I have a problem with the term "self sufficiency", actually. It makes it sound like it is a plausible goal to be 100% 'self sufficient', that is, to not be at all 'other-dependent'.
Unfortunately hardly anyone anywhere *ever* has been TRULY
self sufficient in that sense. I mean, the pioneers - they brought stuff along, they bought stuff trekked in from the East and Europe, they bought and traded things from others living in the area. Same thing pretty much throughout human history and across the globe. You just can't make/grow/find everything in one place, and many things are far more feasible to make/grow/find by specialists (who then trade 'em to others to supply thr specialists' daily needs) than for every family to 'roll their own'. In fact you might justifiably argue that one thing that largely distinguishes humans from other species on earth is our (largely necessary) NON self-sufficiency.
It seems to me that the rational goal is simply to not depend on others (and especially, not depend on energy-wasting earth-harming practices) for those things in life that we really COULD pretty easily do ourselves or substitute something else for.
So to me, it does make sense to grow whatever portion of your food you realistically can (which will depend on where and how you live) and try to avoid buying foods trucked in from afar. And all that.

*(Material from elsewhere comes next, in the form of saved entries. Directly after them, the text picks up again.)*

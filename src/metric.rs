//! The closed set of counters the profiler knows how to attach.

use std::fmt;
use std::str::FromStr;

use perf_event_open_sys::bindings;

/// One of the seven counters the profiler can attach to a target process.
///
/// The first five are hardware counters (implemented by the processor);
/// the last two are software counters (implemented by the kernel). Each
/// variant maps to a fixed `perf_event_attr` `(type, config)` pair and a
/// fixed human-readable name and unit.
#[derive(Clone, Copy, Debug, Eq, PartialEq, Hash)]
pub enum MetricKind {
    Instructions,
    CpuCycles,
    CacheMisses,
    CacheReferences,
    BranchMisses,
    PageFaults,
    ContextSwitches,
}

impl MetricKind {
    /// All seven kinds, in declaration order. Handy for exhaustive tests.
    pub const ALL: [MetricKind; 7] = [
        MetricKind::Instructions,
        MetricKind::CpuCycles,
        MetricKind::CacheMisses,
        MetricKind::CacheReferences,
        MetricKind::BranchMisses,
        MetricKind::PageFaults,
        MetricKind::ContextSwitches,
    ];

    /// `true` for the five counters implemented in the processor itself.
    pub fn is_hardware(self) -> bool {
        !matches!(self, MetricKind::PageFaults | MetricKind::ContextSwitches)
    }

    pub(crate) fn perf_type(self) -> bindings::perf_type_id {
        if self.is_hardware() {
            bindings::PERF_TYPE_HARDWARE
        } else {
            bindings::PERF_TYPE_SOFTWARE
        }
    }

    pub(crate) fn perf_config(self) -> u64 {
        use MetricKind::*;
        let raw = match self {
            Instructions => bindings::PERF_COUNT_HW_INSTRUCTIONS,
            CpuCycles => bindings::PERF_COUNT_HW_CPU_CYCLES,
            CacheMisses => bindings::PERF_COUNT_HW_CACHE_MISSES,
            CacheReferences => bindings::PERF_COUNT_HW_CACHE_REFERENCES,
            BranchMisses => bindings::PERF_COUNT_HW_BRANCH_MISSES,
            PageFaults => bindings::PERF_COUNT_SW_PAGE_FAULTS,
            ContextSwitches => bindings::PERF_COUNT_SW_CONTEXT_SWITCHES,
        };
        raw as u64
    }

    /// The lower-snake name used in [`MetricSample::name`] and accepted by
    /// [`FromStr`].
    pub fn name(self) -> &'static str {
        use MetricKind::*;
        match self {
            Instructions => "instructions",
            CpuCycles => "cpu_cycles",
            CacheMisses => "cache_misses",
            CacheReferences => "cache_references",
            BranchMisses => "branch_misses",
            PageFaults => "page_faults",
            ContextSwitches => "context_switches",
        }
    }

    /// The unit string used in [`MetricSample::unit`].
    pub fn unit(self) -> &'static str {
        use MetricKind::*;
        match self {
            Instructions => "count",
            CpuCycles => "cycles",
            CacheMisses => "misses",
            CacheReferences => "references",
            BranchMisses => "misses",
            PageFaults => "faults",
            ContextSwitches => "switches",
        }
    }
}

impl fmt::Display for MetricKind {
    fn fmt(&self, f: &mut fmt::Formatter<'_>) -> fmt::Result {
        f.write_str(self.name())
    }
}

impl FromStr for MetricKind {
    type Err = UnknownMetric;

    fn from_str(s: &str) -> Result<Self, Self::Err> {
        MetricKind::ALL
            .into_iter()
            .find(|kind| kind.name() == s)
            .ok_or_else(|| UnknownMetric(s.to_owned()))
    }
}

/// Returned by [`MetricKind::from_str`] for an unrecognized name.
#[derive(Clone, Debug, Eq, PartialEq, thiserror::Error)]
#[error("unknown metric kind: {0:?}")]
pub struct UnknownMetric(pub String);

/// One reading in one [`Snapshot`](crate::Snapshot): the change in a
/// single counter's value since the previous snapshot in the session.
#[derive(Clone, Copy, Debug, Eq, PartialEq)]
pub struct MetricSample {
    pub kind: MetricKind,
    /// The change in the counter's absolute value since the previous
    /// snapshot. Never the absolute counter value itself.
    pub delta: u64,
    pub name: &'static str,
    pub unit: &'static str,
}

impl MetricSample {
    pub(crate) fn new(kind: MetricKind, delta: u64) -> Self {
        MetricSample {
            kind,
            delta,
            name: kind.name(),
            unit: kind.unit(),
        }
    }
}

#[cfg(test)]
mod tests {
    use super::*;

    #[test]
    fn names_match_spec_table() {
        assert_eq!(MetricKind::Instructions.name(), "instructions");
        assert_eq!(MetricKind::CpuCycles.name(), "cpu_cycles");
        assert_eq!(MetricKind::CpuCycles.unit(), "cycles");
        assert_eq!(MetricKind::PageFaults.name(), "page_faults");
        assert_eq!(MetricKind::PageFaults.unit(), "faults");
        assert_eq!(MetricKind::ContextSwitches.name(), "context_switches");
    }

    #[test]
    fn hardware_vs_software_split() {
        assert!(MetricKind::Instructions.is_hardware());
        assert!(MetricKind::CpuCycles.is_hardware());
        assert!(MetricKind::CacheMisses.is_hardware());
        assert!(MetricKind::CacheReferences.is_hardware());
        assert!(MetricKind::BranchMisses.is_hardware());
        assert!(!MetricKind::PageFaults.is_hardware());
        assert!(!MetricKind::ContextSwitches.is_hardware());
    }

    #[test]
    fn round_trips_through_display_and_from_str() {
        for kind in MetricKind::ALL {
            let parsed: MetricKind = kind.to_string().parse().unwrap();
            assert_eq!(parsed, kind);
        }
    }

    #[test]
    fn rejects_unknown_name() {
        assert!("nonsense".parse::<MetricKind>().is_err());
    }
}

But there is a curve of diminishing returns. A wind turbine or solar collection system probably *does* pollute less than coal-fired grid power, but you are going thru all those lead batteries... Woodsmoke (e.g. from wood heated homes) is a major cause of smog and air pollution in many places, 'free and green' tho the wood is... etcetera. And you certainly don't want to depend on self-sufficiency for medical care
Besides, there are WAY too many people on this beleaguered planet for everone to be able to go out and make like Thoreau in the forest, anyhow.

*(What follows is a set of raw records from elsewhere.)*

//! Profile a child for a fixed duration and report cycles-per-instruction
//! from the accumulated deltas.
//!
//! `cargo run --example cpi -- /bin/sleep 3`

use std::sync::{Arc, Mutex};
use std::time::Duration;

use proc_profiler::{MetricKind, ProfilingConfig, SessionCoordinator};

fn main() {
    let mut args = std::env::args().skip(1);
    let program = args.next().unwrap_or_else(|| "/bin/sleep".to_string());
    let rest: Vec<String> = args.collect();

    let totals = Arc::new(Mutex::new((0u64, 0u64)));
    let coordinator = SessionCoordinator::new();

    let totals_cb = totals.clone();
    coordinator.set_metric_callback(move |snapshot| {
        let mut totals = totals_cb.lock().unwrap();
        for sample in &snapshot.metrics {
            match sample.kind {
                MetricKind::CpuCycles => totals.0 += sample.delta,
                MetricKind::Instructions => totals.1 += sample.delta,
                _ => {}
            }
        }
    });
    coordinator.set_error_callback(|err| eprintln!("[error] {err}"));

    let config = ProfilingConfig::new(
        vec![MetricKind::CpuCycles, MetricKind::Instructions],
        200,
    );

    if !coordinator.start(&program, &rest, config) {
        std::process::exit(1);
    }

    while coordinator.is_active() {
        std::thread::sleep(Duration::from_millis(100));
    }

    let (cycles, instructions) = *totals.lock().unwrap();
    if instructions == 0 {
        println!("no instructions counted");
    } else {
        println!(
            "{cycles} cycles, {instructions} instructions ({:.2} cpi)",
            cycles as f64 / instructions as f64
        );
    }
}
//! Forks and execs a target program, tracks its liveness, and terminates
//! it on demand.
//!
//! Grounded in `original_source/processes/process_manager.cpp`'s
//! `ProcessManager`, reworked onto `nix`'s process primitives the way
//! the sibling pack crate `anp-perf_events` (a `nix` dependency) and the
//! `other_examples` supervisor (`FuelLabs-forc-telemetry`'s
//! `src/supervisor.rs`) use them.

use std::ffi::CString;
use std::io::Write;
use std::sync::atomic::{AtomicBool, AtomicI32, Ordering};
use std::sync::{Arc, Mutex};
use std::thread::JoinHandle;

use libc::pid_t;
use nix::sys::signal::{self, Signal};
use nix::sys::wait::waitpid;
use nix::unistd::{fork, ForkResult, Pid};

use crate::error::SpawnError;

const NO_PID: i32 = -1;

#[derive(Default)]
struct Shared {
    pid: AtomicI32,
    running: AtomicBool,
}

/// Spawns and supervises one child process at a time.
///
/// Exposes `spawn`, `terminate`, `is_running`, `pid` per spec.md §4.1. A
/// background waiter thread, started immediately after a successful
/// `spawn`, blocks on the child's termination and clears liveness when it
/// returns; it is joined before the `Supervisor` is dropped or before the
/// next `spawn` replaces it.
pub struct Supervisor {
    shared: Arc<Shared>,
    waiter: Mutex<Option<JoinHandle<()>>>,
}

impl Supervisor {
    pub fn new() -> Self {
        Supervisor {
            shared: Arc::new(Shared {
                pid: AtomicI32::new(NO_PID),
                running: AtomicBool::new(false),
            }),
            waiter: Mutex::new(None),
        }
    }

    /// Fork and exec `program_path` with `argv` prepended by
    /// `program_path` as argv[0]. Fails with [`SpawnError::EmptyPath`],
    /// [`SpawnError::AlreadyRunning`], or [`SpawnError::ForkFailed`]. A
    /// failed `execvp` inside the child is not reported here — the child
    /// simply exits non-zero, and the parent observes that as ordinary
    /// process termination (spec.md §4.1's "Exec protocol").
    pub fn spawn(&self, program_path: &str, argv: &[String]) -> Result<pid_t, SpawnError> {
        if program_path.is_empty() {
            return Err(SpawnError::EmptyPath);
        }
        if self.shared.running.load(Ordering::SeqCst) {
            return Err(SpawnError::AlreadyRunning);
        }

        self.join_waiter();

        let program_c = CString::new(program_path).map_err(|_| SpawnError::EmptyPath)?;
        let mut argv_c = Vec::with_capacity(argv.len() + 2);
        argv_c.push(program_c.clone());
        for arg in argv {
            argv_c.push(CString::new(arg.as_str()).map_err(|_| SpawnError::EmptyPath)?);
        }

        // Flush our own stdio before forking so buffered output isn't
        // duplicated into the child's copy of the buffers.
        let _ = std::io::stdout().flush();
        let _ = std::io::stderr().flush();

        match unsafe { fork() }
            .map_err(|errno| SpawnError::ForkFailed(std::io::Error::from_raw_os_error(errno as i32)))?
        {
            ForkResult::Child => exec_or_die(&program_c, &argv_c),
            ForkResult::Parent { child } => {
                self.shared.pid.store(child.as_raw(), Ordering::SeqCst);
                self.shared.running.store(true, Ordering::SeqCst);

                let shared = self.shared.clone();
                let handle = std::thread::spawn(move || {
                    let _ = waitpid(child, None);
                    shared.running.store(false, Ordering::SeqCst);
                    shared.pid.store(NO_PID, Ordering::SeqCst);
                });
                *self.waiter.lock().unwrap() = Some(handle);

                Ok(child.as_raw())
            }
        }
    }

    /// Send `SIGTERM` to the child, if any. Does not escalate to
    /// `SIGKILL` and does not block for the child to actually exit — the
    /// waiter thread observes that asynchronously. Safe to call when
    /// idle; idempotent.
    pub fn terminate(&self) {
        if self.shared.running.load(Ordering::SeqCst) {
            let pid = Pid::from_raw(self.shared.pid.load(Ordering::SeqCst));
            let _ = signal::kill(pid, Signal::SIGTERM);
        }
    }

    /// Non-blocking: reports the waiter thread's last observation.
    pub fn is_running(&self) -> bool {
        self.shared.running.load(Ordering::SeqCst)
    }

    /// `None` when no child has ever been spawned, or the last one has
    /// exited.
    pub fn pid(&self) -> Option<pid_t> {
        let pid = self.shared.pid.load(Ordering::SeqCst);
        (pid != NO_PID).then_some(pid)
    }

    fn join_waiter(&self) {
        if let Some(handle) = self.waiter.lock().unwrap().take() {
            let _ = handle.join();
        }
    }
}

impl Default for Supervisor {
    fn default() -> Self {
        Self::new()
    }
}

impl Drop for Supervisor {
    fn drop(&mut self) {
        self.terminate();
        self.join_waiter();
    }
}

/// Replace the child image with `program`/`argv` using path-searching
/// exec semantics (`execvp`). If exec returns at all, it failed; the
/// child exits non-zero immediately with `_exit` (not `exit`), skipping
/// `atexit` handlers and stdio flushing a second time.
fn exec_or_die(program: &CString, argv: &[CString]) -> ! {
    let mut argv_ptrs: Vec<*const libc::c_char> =
        argv.iter().map(|arg| arg.as_ptr()).collect();
    argv_ptrs.push(std::ptr::null());

    unsafe {
        libc::execvp(program.as_ptr(), argv_ptrs.as_ptr());
        libc::_exit(1);
    }
}

#[cfg(test)]
mod tests {
    use super::*;

    #[test]
    fn empty_path_rejected_before_fork() {
        let sup = Supervisor::new();
        assert!(matches!(
            sup.spawn("", &[]),
            Err(SpawnError::EmptyPath)
        ));
        assert!(!sup.is_running());
        assert_eq!(sup.pid(), None);
    }

    #[test]
    fn terminate_is_a_no_op_when_idle() {
        let sup = Supervisor::new();
        sup.terminate();
        sup.terminate();
    }

    #[test]
    #[cfg(target_os = "linux")]
    fn spawn_and_wait_for_exit() {
        let _ = env_logger::try_init();

        let sup = Supervisor::new();
        let pid = sup.spawn("/bin/true", &[]).expect("spawn /bin/true");
        assert_eq!(sup.pid(), Some(pid));

        for _ in 0..100 {
            if !sup.is_running() {
                break;
            }
            std::thread::sleep(std::time::Duration::from_millis(20));
        }
        assert!(!sup.is_running());
        assert_eq!(sup.pid(), None);
    }

    #[test]
    #[cfg(target_os = "linux")]
    fn second_spawn_while_running_is_rejected() {
        let _ = env_logger::try_init();

        let sup = Supervisor::new();
        sup.spawn("/bin/sleep", &["2".to_string()]).expect("spawn sleep");
        assert!(matches!(
            sup.spawn("/bin/sleep", &["2".to_string()]),
            Err(SpawnError::AlreadyRunning)
        ));
        sup.terminate();
    }
}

I think that in large part, the benefits that 'self sufficiency' is supposed to bring are really more a matter of just doing what we can and NOT doing what might be fun but doesn't really
need doing.
If you ask me, which of course nobody did

, what this world needs isn't self-sufficiency so much as self-RESTRAINT. No yearly vacation travel, no redecorating the house with the credit card when it gets boring, no throwing things out that could be reused, no buying things we could get secondhand, no frivolous energy-intensive hobbies (I would include water0 and far-away-nursey-grown-plants intensive gardening n this category). Like that. A way of living in which we learn to use (and be satisfied with) what is harmlessly available, not what we decide we Just Want.
THEN, sure, also grow your veggies and spin your sheep into sweaters and make pee and ashes into soap, sure, that is good too as far as it goes.
<shrug>,
Pat, whose 3 horses, all to some degree rescues, eat some hay from down the road and convert it into better pasture soil and occupy land that really oughtn't be farmed anyhow, so I think are kinda neutral in their impact on the world.